THE TASK: Across the records, count every line that includes "into" and give the number by itself.

─── DATA TO USE ───

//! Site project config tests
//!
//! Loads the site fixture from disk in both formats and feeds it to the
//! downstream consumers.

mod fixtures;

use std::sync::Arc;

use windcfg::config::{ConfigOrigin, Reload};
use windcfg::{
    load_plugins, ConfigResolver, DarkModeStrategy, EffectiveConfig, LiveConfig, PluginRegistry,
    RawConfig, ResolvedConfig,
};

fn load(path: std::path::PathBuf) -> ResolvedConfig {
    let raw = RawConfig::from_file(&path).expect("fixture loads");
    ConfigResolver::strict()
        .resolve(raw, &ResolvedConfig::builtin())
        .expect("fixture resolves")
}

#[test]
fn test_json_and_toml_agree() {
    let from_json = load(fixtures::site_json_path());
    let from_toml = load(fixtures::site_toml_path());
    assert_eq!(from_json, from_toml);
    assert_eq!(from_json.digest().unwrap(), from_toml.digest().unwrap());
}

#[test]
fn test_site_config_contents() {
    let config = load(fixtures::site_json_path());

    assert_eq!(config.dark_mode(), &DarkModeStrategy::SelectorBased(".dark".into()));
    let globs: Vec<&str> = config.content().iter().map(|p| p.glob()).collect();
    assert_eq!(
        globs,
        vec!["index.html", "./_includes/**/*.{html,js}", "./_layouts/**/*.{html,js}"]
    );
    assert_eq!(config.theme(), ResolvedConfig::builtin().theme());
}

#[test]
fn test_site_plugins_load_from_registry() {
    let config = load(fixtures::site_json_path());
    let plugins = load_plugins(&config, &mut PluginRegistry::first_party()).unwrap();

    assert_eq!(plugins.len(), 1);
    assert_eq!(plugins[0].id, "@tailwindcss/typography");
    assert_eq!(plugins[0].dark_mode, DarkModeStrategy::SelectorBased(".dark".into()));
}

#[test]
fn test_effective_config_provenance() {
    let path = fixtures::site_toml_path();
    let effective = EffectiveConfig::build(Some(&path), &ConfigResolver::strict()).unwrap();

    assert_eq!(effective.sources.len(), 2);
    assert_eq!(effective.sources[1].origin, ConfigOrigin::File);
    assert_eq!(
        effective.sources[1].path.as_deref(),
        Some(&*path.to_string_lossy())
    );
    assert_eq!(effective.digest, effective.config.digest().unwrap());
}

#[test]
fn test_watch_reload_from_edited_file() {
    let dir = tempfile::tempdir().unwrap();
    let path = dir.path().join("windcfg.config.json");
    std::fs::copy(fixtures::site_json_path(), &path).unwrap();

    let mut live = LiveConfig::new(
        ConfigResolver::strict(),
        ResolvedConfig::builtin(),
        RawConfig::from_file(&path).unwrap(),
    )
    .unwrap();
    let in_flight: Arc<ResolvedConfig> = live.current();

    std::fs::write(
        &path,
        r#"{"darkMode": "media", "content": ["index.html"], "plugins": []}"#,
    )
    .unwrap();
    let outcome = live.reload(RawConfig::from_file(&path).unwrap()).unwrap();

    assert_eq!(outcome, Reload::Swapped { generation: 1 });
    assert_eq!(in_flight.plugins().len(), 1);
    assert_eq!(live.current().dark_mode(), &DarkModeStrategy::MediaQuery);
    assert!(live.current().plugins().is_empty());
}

───

WRITTEN RESPONSE: 2